This is a retrospective analysis of prospectively gathered data from our institutional registry, which contains the records of all patients who underwent spinal fusion for degenerative conditions. The local ethics committee approved the study.

Definition of the Groups and Periods

At our institution, the ERAS approach has been implemented since the end of 2013, and the multimodal changes required at each pre-, intra-, and postoperative step have been established progressively.

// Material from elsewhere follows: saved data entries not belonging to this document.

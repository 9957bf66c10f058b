//! Cluster objects and requests shaped the way the controller sends them.

use chrono::{DateTime, Duration, Utc};
use operator_core::common::utils::{dt_now, to_k8s_date};
use operator_core::common::{CrawlConfigId, OrgId, UserId};
use operator_core::domains::crawl_jobs::models::{
    CrawlConfig, CrawlJobObject, CrawlJobSpec, CrawlState, CrawlStatus, ObjectMeta, Organization,
    ResourceMap, SyncRequest, User, CONFIG_MAP, CRAWL_JOB, POD, PVC, STATEFUL_SET,
};
use serde_json::{json, Value};
use std::collections::BTreeMap;

/// One crawl job and the resources around it.
#[derive(Debug, Clone)]
pub struct CrawlFixture {
    pub id: String,
    pub cid: CrawlConfigId,
    pub oid: OrgId,
    pub userid: UserId,
    pub scale: u32,
    pub stopping: bool,
    pub created: DateTime<Utc>,
}

impl CrawlFixture {
    pub fn new(id: &str) -> Self {
        Self {
            id: id.to_string(),
            cid: CrawlConfigId::new(),
            oid: OrgId::new(),
            userid: UserId::new(),
            scale: 1,
            stopping: false,
            created: dt_now() - Duration::minutes(10),
        }
    }

    pub fn in_org(mut self, oid: OrgId) -> Self {
        self.oid = oid;
        self
    }

    pub fn with_scale(mut self, scale: u32) -> Self {
        self.scale = scale;
        self
    }

    pub fn stopping(mut self) -> Self {
        self.stopping = true;
        self
    }

    pub fn job_name(&self) -> String {
        format!("crawljob-{}", self.id)
    }

    pub fn parent(&self, status: Option<CrawlStatus>) -> CrawlJobObject {
        CrawlJobObject {
            metadata: ObjectMeta {
                name: self.job_name(),
                creation_timestamp: Some(to_k8s_date(self.created)),
                labels: BTreeMap::from([
                    ("crawl".to_string(), self.id.clone()),
                    ("oid".to_string(), self.oid.to_string()),
                ]),
                ..Default::default()
            },
            spec: CrawlJobSpec {
                id: self.id.clone(),
                cid: self.cid.to_string(),
                oid: self.oid.to_string(),
                userid: self.userid.to_string(),
                scale: Some(self.scale),
                stopping: self.stopping,
                ..Default::default()
            },
            status,
        }
    }

    pub fn config_map(&self) -> Value {
        json!({
            "metadata": {
                "name": format!("crawl-config-{}", self.cid),
                "labels": {"btrix.crawlconfig": self.cid.to_string()}
            },
            "data": {
                "STORAGE_NAME": "default",
                "STORE_PATH": format!("{}/", self.oid),
                "STORE_FILENAME": "@ts-@hostsuffix.wacz"
            }
        })
    }

    pub fn pod(&self, ordinal: u32, phase: &str) -> Value {
        json!({
            "metadata": {
                "name": format!("crawl-{}-{}", self.id, ordinal),
                "labels": {"crawl": self.id, "role": "crawler"}
            },
            "status": {"phase": phase}
        })
    }

    pub fn pvc(&self, ordinal: u32) -> Value {
        json!({
            "metadata": {
                "name": format!("crawl-data-crawl-{}-{}", self.id, ordinal),
                "labels": {"crawl": self.id}
            }
        })
    }

    /// Config map plus one crawler pod per replica
    pub fn related(&self, pods_running: bool) -> ResourceMap {
        let phase = if pods_running { "Running" } else { "Pending" };
        let mut related = ResourceMap::new().with(
            CONFIG_MAP,
            format!("crawl-config-{}", self.cid),
            self.config_map(),
        );
        for ordinal in 0..self.scale {
            let pod = self.pod(ordinal, phase);
            related.insert(POD, format!("crawl-{}-{}", self.id, ordinal), pod);
        }
        related
    }

    pub fn with_pvcs(&self, related: ResourceMap) -> ResourceMap {
        (0..self.scale).fold(related, |map, ordinal| {
            map.with(
                PVC,
                format!("crawl-data-crawl-{}-{}", self.id, ordinal),
                self.pvc(ordinal),
            )
        })
    }

    /// Children as they look once the crawler was created
    pub fn children(&self) -> ResourceMap {
        ResourceMap::new().with(
            STATEFUL_SET,
            format!("crawl-{}", self.id),
            json!({
                "metadata": {"name": format!("crawl-{}", self.id)},
                "spec": {
                    "replicas": self.scale,
                    "volumeClaimTemplates": [{
                        "metadata": {"name": "crawl-data"},
                        "spec": {"storageClassName": "standard"}
                    }]
                }
            }),
        )
    }

    /// A sync for a crawl whose crawler already exists
    pub fn running_request(&self, status: Option<CrawlStatus>) -> SyncRequest {
        SyncRequest {
            parent: self.parent(status),
            children: self.children(),
            related: self.related(true),
            finalizing: false,
        }
    }

    pub fn crawl_config(&self) -> CrawlConfig {
        CrawlConfig {
            id: self.cid,
            oid: self.oid,
            name: "Nightly".to_string(),
            scale: self.scale as i32,
            crawl_timeout: 0,
            max_crawl_size: 0,
            crawler_channel: None,
            profile_filename: None,
            last_modified_by: self.userid,
        }
    }

    pub fn org(&self, max_concurrent_crawls: i32) -> Organization {
        Organization {
            id: self.oid,
            name: "Test Org".to_string(),
            storage_name: "default".to_string(),
            read_only: false,
            max_concurrent_crawls,
        }
    }

    pub fn user(&self) -> User {
        User {
            id: self.userid,
            email: "crawler@example.com".to_string(),
            name: "Crawler".to_string(),
        }
    }
}

/// A sibling CrawlJob as listed among related resources.
pub fn sibling_job(name: &str, state: Option<CrawlState>) -> Value {
    let mut job = json!({"metadata": {"name": name}});
    if let Some(state) = state {
        job["status"] = json!({"state": state.as_str()});
    }
    job
}

/// Add sibling jobs to `related` in listing order.
pub fn with_siblings(related: ResourceMap, siblings: &[(&str, Option<CrawlState>)]) -> ResourceMap {
    siblings.iter().fold(related, |map, (name, state)| {
        map.with(CRAWL_JOB, *name, sibling_job(name, *state))
    })
}

/// Status of a crawl that finished `ago` in the past.
pub fn finished_status(state: CrawlState, ago: Duration) -> CrawlStatus {
    CrawlStatus {
        state,
        finished: Some(to_k8s_date(dt_now() - ago)),
        ..Default::default()
    }
}
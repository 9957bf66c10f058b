//! Crawl job state machine
//!
//! Pure decision logic - NO IO, only state transitions. The progress
//! aggregator gathers the inputs from the stores and applies whatever this
//! module decides.

use crate::domains::crawl_jobs::models::CrawlState;

/// Worker marker meaning a crawler replica finished its share.
pub const WORKER_DONE: &str = "done";
/// Worker marker meaning a crawler replica gave up.
pub const WORKER_FAILED: &str = "failed";

/// Everything the machine needs to judge a running crawl.
#[derive(Debug, Clone, Copy, Default, PartialEq, Eq)]
pub struct CrawlProgress {
    pub scale: u32,
    pub done_workers: u32,
    pub failed_workers: u32,
    pub pages_found: u64,
    pub pages_done: u64,
    pub files_added: u64,
    pub stopping: bool,
}

impl CrawlProgress {
    /// Tally per-worker terminal markers from the worker status hash.
    pub fn with_worker_markers<'a>(mut self, markers: impl IntoIterator<Item = &'a str>) -> Self {
        for marker in markers {
            match marker {
                WORKER_DONE => self.done_workers += 1,
                WORKER_FAILED => self.failed_workers += 1,
                _ => {}
            }
        }
        self
    }
}

/// State for a crawl whose children exist, before judging completion.
pub fn capacity_state(any_pod_running: bool) -> CrawlState {
    if any_pod_running {
        CrawlState::Running
    } else {
        CrawlState::WaitingCapacity
    }
}

/// Decide whether a running crawl has reached a terminal state.
///
/// All workers done wins over all workers failed; with one marker per
/// replica both cannot hold at once anyway.
pub fn decide_outcome(progress: &CrawlProgress) -> Option<CrawlState> {
    let scale = progress.scale.max(1);

    if progress.done_workers >= scale {
        // A single page and no files means the crawl never really ran
        if progress.pages_found == 1 && progress.files_added == 0 {
            return Some(CrawlState::Failed);
        }

        let completed = progress.pages_done > 0 && progress.pages_done >= progress.pages_found;
        return Some(if completed {
            CrawlState::Complete
        } else {
            CrawlState::PartialComplete
        });
    }

    if progress.failed_workers >= scale {
        if progress.stopping && progress.pages_done == 0 {
            return Some(CrawlState::Canceled);
        }
        return Some(CrawlState::Failed);
    }

    None
}

#[cfg(test)]
mod tests {
    use super::*;

    fn progress(scale: u32) -> CrawlProgress {
        CrawlProgress {
            scale,
            ..Default::default()
        }
    }

    #[test]
    fn counts_markers() {
        let p = progress(3).with_worker_markers(["done", "failed", "done", "interrupted"]);
        assert_eq!(p.done_workers, 2);
        assert_eq!(p.failed_workers, 1);
    }

    #[test]
    fn keeps_running_until_every_worker_reports() {
        let p = CrawlProgress {
            done_workers: 1,
            pages_found: 10,
            pages_done: 10,
            files_added: 1,
            ..progress(2)
        };
        assert_eq!(decide_outcome(&p), None);
    }

    #[test]
    fn single_page_without_files_fails() {
        let p = CrawlProgress {
            done_workers: 1,
            pages_found: 1,
            pages_done: 1,
            files_added: 0,
            ..progress(1)
        };
        assert_eq!(decide_outcome(&p), Some(CrawlState::Failed));
    }

    #[test]
    fn all_pages_done_completes() {
        let p = CrawlProgress {
            done_workers: 2,
            pages_found: 5,
            pages_done: 5,
            files_added: 1,
            ..progress(2)
        };
        assert_eq!(decide_outcome(&p), Some(CrawlState::Complete));
    }

    #[test]
    fn missing_pages_is_partial() {
        let p = CrawlProgress {
            done_workers: 1,
            pages_found: 5,
            pages_done: 3,
            files_added: 1,
            ..progress(1)
        };
        assert_eq!(decide_outcome(&p), Some(CrawlState::PartialComplete));
    }

    #[test]
    fn no_pages_at_all_is_partial() {
        let p = CrawlProgress {
            done_workers: 1,
            ..progress(1)
        };
        assert_eq!(decide_outcome(&p), Some(CrawlState::PartialComplete));
    }

    #[test]
    fn stopped_before_any_page_is_canceled() {
        let p = CrawlProgress {
            failed_workers: 2,
            stopping: true,
            ..progress(2)
        };
        assert_eq!(decide_outcome(&p), Some(CrawlState::Canceled));
    }

    #[test]
    fn stopped_after_progress_is_failed() {
        let p = CrawlProgress {
            failed_workers: 1,
            stopping: true,
            pages_done: 3,
            ..progress(1)
        };
        assert_eq!(decide_outcome(&p), Some(CrawlState::Failed));
    }

    #[test]
    fn failed_without_stop_is_failed() {
        let p = CrawlProgress {
            failed_workers: 1,
            ..progress(1)
        };
        assert_eq!(decide_outcome(&p), Some(CrawlState::Failed));
    }

    #[test]
    fn capacity_depends_on_running_pods() {
        assert_eq!(capacity_state(false), CrawlState::WaitingCapacity);
        assert_eq!(capacity_state(true), CrawlState::Running);
    }
}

The different types of surgeries (lumbar disc herniation, decompression, anterior cervical discectomy and fusion [ACDF], other fusions, etc.) have been gradually included in the approach to facilitate the adoption of this paradigm shift by all stakeholders, including patients.

We devoted the current study to fusion procedures and selected two 2-year periods, the first from before any implementation of ERAS principles (pre-ERAS years 2012–2013) and the second corresponding to a period when the paradigm was applied widely (post-ERAS years 2016–2017).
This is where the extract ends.